Start of Records shown

//! Try-on generation workflow

use anyhow::{Context, Result};
use std::path::{Path, PathBuf};

use crate::api::ApiClient;
use crate::app::AppStore;
use crate::images;
use crate::models::{ImageAsset, SavedLook};

/// Why a generation did not produce a look
#[derive(Debug, thiserror::Error)]
pub enum GenerateError {
    /// Subject or garment image is not staged
    #[error("Both a subject and a garment image are required")]
    MissingImages,

    /// The free tier is used up
    #[error("Free quota exhausted ({used}/{max} looks used)")]
    QuotaExceeded {
        /// Generations already used
        used: u32,
        /// Generations allowed
        max: u32,
    },

    /// A staged image could not be read
    #[error("Failed to read image: {0}")]
    ImageSource(String),

    /// The backend rejected or failed the request
    #[error("{0}")]
    Service(String),
}

/// Generate a look from the staged images
///
/// On success the quota is incremented and the look is saved to the gallery.
/// Nothing changes on failure.
pub async fn run(store: &mut AppStore, api: &ApiClient) -> Result<SavedLook, GenerateError> {
    let state = store.state();
    let (Some(user_img), Some(fit_img)) = (state.user_img.clone(), state.fit_img.clone()) else {
        return Err(GenerateError::MissingImages);
    };

    if let Some(user) = &state.user {
        if !user.has_quota() {
            return Err(GenerateError::QuotaExceeded {
                used: user.quota,
                max: user.max_quota,
            });
        }
    }

    let (user_b64, fit_b64) =
        tokio::try_join!(resolve_base64(api, &user_img), resolve_base64(api, &fit_img))?;

    let token = store.access_token();
    let result = api
        .generate_look(&user_b64, &fit_b64, token.as_deref())
        .await;

    match result.image {
        Some(image) if result.success => {
            let look = SavedLook::new(image).with_sources(&user_img.uri, &fit_img.uri);
            store.increment_quota();
            store.add_saved_look(look.clone());
            tracing::info!("Generated look {}", look.id);
            Ok(look)
        }
        _ => {
            let message = result
                .error
                .unwrap_or_else(|| "Failed to generate look".to_string());
            tracing::error!("Generation failed: {message}");
            Err(GenerateError::Service(message))
        }
    }
}

async fn resolve_base64(api: &ApiClient, asset: &ImageAsset) -> Result<String, GenerateError> {
    if let Some(cached) = asset.cached_base64() {
        return Ok(cached.to_string());
    }
    api.image_source_to_base64(&asset.uri)
        .await
        .map_err(|e| GenerateError::ImageSource(format!("{e:#}")))
}

/// Write a look's image into `dir` as `zyora-look-<millis>.png`
pub fn save_look_image(image: &str, dir: &Path) -> Result<PathBuf> {
    let (_, bytes) = images::decode_data_uri(image).context("Look image is not a data URI")?;

    std::fs::create_dir_all(dir)
        .with_context(|| format!("Failed to create {}", dir.display()))?;

    let path = dir.join(format!(
        "zyora-look-{}.png",
        chrono::Utc::now().timestamp_millis()
    ));
    std::fs::write(&path, bytes)
        .with_context(|| format!("Failed to write {}", path.display()))?;

    Ok(path)
}
//! Staged image model

use anyhow::{Context, Result, bail};
use base64::Engine;
use base64::engine::general_purpose::STANDARD;
use chrono::{DateTime, Utc};
use serde::{Deserialize, Serialize};
use std::path::Path;
use uuid::Uuid;

use crate::images;

/// Role of an image in the try-on flow
#[derive(Debug, Clone, Copy, PartialEq, Eq, Hash, Serialize, Deserialize)]
#[serde(rename_all = "lowercase")]
pub enum ImageKind {
    /// Photo of the person trying the garment on
    User,
    /// Garment photo
    Fit,
    /// Composited result
    Generated,
}

impl ImageKind {
    /// Get the display label
    pub const fn label(&self) -> &'static str {
        match self {
            Self::User => "Subject",
            Self::Fit => "Garment",
            Self::Generated => "Look",
        }
    }
}

/// An image held in memory while a look is being prepared
#[derive(Debug, Clone, PartialEq, Eq, Serialize, Deserialize)]
pub struct ImageAsset {
    /// Unique, time-ordered identifier
    pub id: String,
    /// Where the image came from (file URI, remote URL or data URI)
    pub uri: String,
    /// Role of the image
    #[serde(rename = "type")]
    pub kind: ImageKind,
    /// When the image was staged
    #[serde(with = "chrono::serde::ts_milliseconds")]
    pub date: DateTime<Utc>,
    /// Cached base64 payload, when already loaded
    #[serde(default, skip_serializing_if = "Option::is_none")]
    pub base64: Option<String>,
}

impl ImageAsset {
    /// Create an asset pointing at `uri` without loading it
    pub fn new(uri: impl Into<String>, kind: ImageKind) -> Self {
        Self {
            id: Uuid::now_v7().to_string(),
            uri: uri.into(),
            kind,
            date: Utc::now(),
            base64: None,
        }
    }

    /// Load a local image file, checking its type and size
    pub fn from_path(path: &Path, kind: ImageKind, max_bytes: u64) -> Result<Self> {
        if images::mime_from_extension(path).is_none() {
            bail!(
                "Unsupported image type: {} (expected one of {})",
                path.display(),
                images::SUPPORTED_IMAGE_TYPES.join(", ")
            );
        }

        let metadata = std::fs::metadata(path)
            .with_context(|| format!("Failed to read {}", path.display()))?;
        if metadata.len() > max_bytes {
            bail!(
                "{} is too large ({} bytes, limit {} bytes)",
                path.display(),
                metadata.len(),
                max_bytes
            );
        }

        let bytes =
            std::fs::read(path).with_context(|| format!("Failed to read {}", path.display()))?;
        let absolute = std::fs::canonicalize(path).unwrap_or_else(|_| path.to_path_buf());

        let mut asset = Self::new(format!("file://{}", absolute.display()), kind);
        asset.base64 = Some(STANDARD.encode(bytes));
        Ok(asset)
    }

    /// Wrap an image already encoded as a data URI (e.g. fetched by URL)
    pub fn from_data_uri(uri: impl Into<String>, kind: ImageKind) -> Self {
        Self::new(uri, kind)
    }

    /// Base64 payload if it is available without I/O
    pub fn cached_base64(&self) -> Option<&str> {
        self.base64.as_deref().or_else(|| {
            self.uri
                .starts_with("data:")
                .then(|| images::strip_data_uri_prefix(&self.uri))
        })
    }
}
//! `data:` URI encoding used for generated and fetched images.

use anyhow::{Context, Result, bail};
use base64::Engine;
use base64::engine::general_purpose::STANDARD;

/// Return the payload after the first comma, or the input unchanged
pub fn strip_data_uri_prefix(value: &str) -> &str {
    value.split_once(',').map_or(value, |(_, payload)| payload)
}

/// Wrap an already-encoded base64 payload in a data URI
pub fn to_data_uri(mime: &str, base64: &str) -> String {
    format!("data:{mime};base64,{base64}")
}

/// Encode raw bytes as a data URI
pub fn encode_data_uri(mime: &str, bytes: &[u8]) -> String {
    to_data_uri(mime, &STANDARD.encode(bytes))
}

/// Decode a base64 data URI into its MIME type and bytes
pub fn decode_data_uri(uri: &str) -> Result<(String, Vec<u8>)> {
    let Some(rest) = uri.strip_prefix("data:") else {
        bail!("Not a data URI");
    };
    let (header, payload) = rest.split_once(',').context("Data URI has no payload")?;
    let Some(mime) = header.strip_suffix(";base64") else {
        bail!("Only base64 data URIs are supported");
    };

    let bytes = STANDARD
        .decode(payload.trim())
        .context("Invalid base64 in data URI")?;
    Ok((mime.to_string(), bytes))
}
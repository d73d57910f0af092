//! On-device key-value persistence.
//!
//! The rest of the crate only sees [`KeyValueStore`]: string keys, string
//! values, no transactions. [`SqliteStore`] is the durable backend used by the
//! CLI; [`MemoryStore`] keeps everything in process and can be told to fail
//! individual keys.

mod memory;
mod sqlite;

pub use memory::MemoryStore;
pub use sqlite::SqliteStore;

use async_trait::async_trait;
use thiserror::Error;

/// Failure reading, writing or decoding persisted state
#[derive(Debug, Error)]
pub enum StorageError {
    /// The backing store rejected the operation
    #[error("storage backend error on {key}: {message}")]
    Backend {
        /// Key being accessed
        key: String,
        /// Backend message
        message: String,
    },

    /// A stored value could not be encoded or decoded
    #[error("invalid stored value for {key}: {source}")]
    Serialization {
        /// Key being accessed
        key: String,
        /// Underlying JSON error
        #[source]
        source: serde_json::Error,
    },

    /// `SQLite` error
    #[error("sqlite error: {0}")]
    Sqlite(#[from] rusqlite::Error),
}

impl StorageError {
    /// Backend failure for `key`
    pub fn backend(key: &str, message: impl Into<String>) -> Self {
        Self::Backend {
            key: key.to_string(),
            message: message.into(),
        }
    }
}

/// Async string-keyed storage primitive
#[async_trait]
pub trait KeyValueStore: Send + Sync {
    /// Read a value; `Ok(None)` when the key is absent
    async fn get(&self, key: &str) -> Result<Option<String>, StorageError>;

    /// Insert or replace a value
    async fn set(&self, key: &str, value: &str) -> Result<(), StorageError>;

    /// Remove a value; removing an absent key succeeds
    async fn remove(&self, key: &str) -> Result<(), StorageError>;

    /// Remove several keys; no atomicity across keys is promised
    async fn multi_remove(&self, keys: &[&str]) -> Result<(), StorageError> {
        for key in keys {
            self.remove(key).await?;
        }
        Ok(())
    }
}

End of Records shown

Check each line in the records above for the word "QuotaExceeded". Return those that have it.

    QuotaExceeded {
            return Err(GenerateError::QuotaExceeded {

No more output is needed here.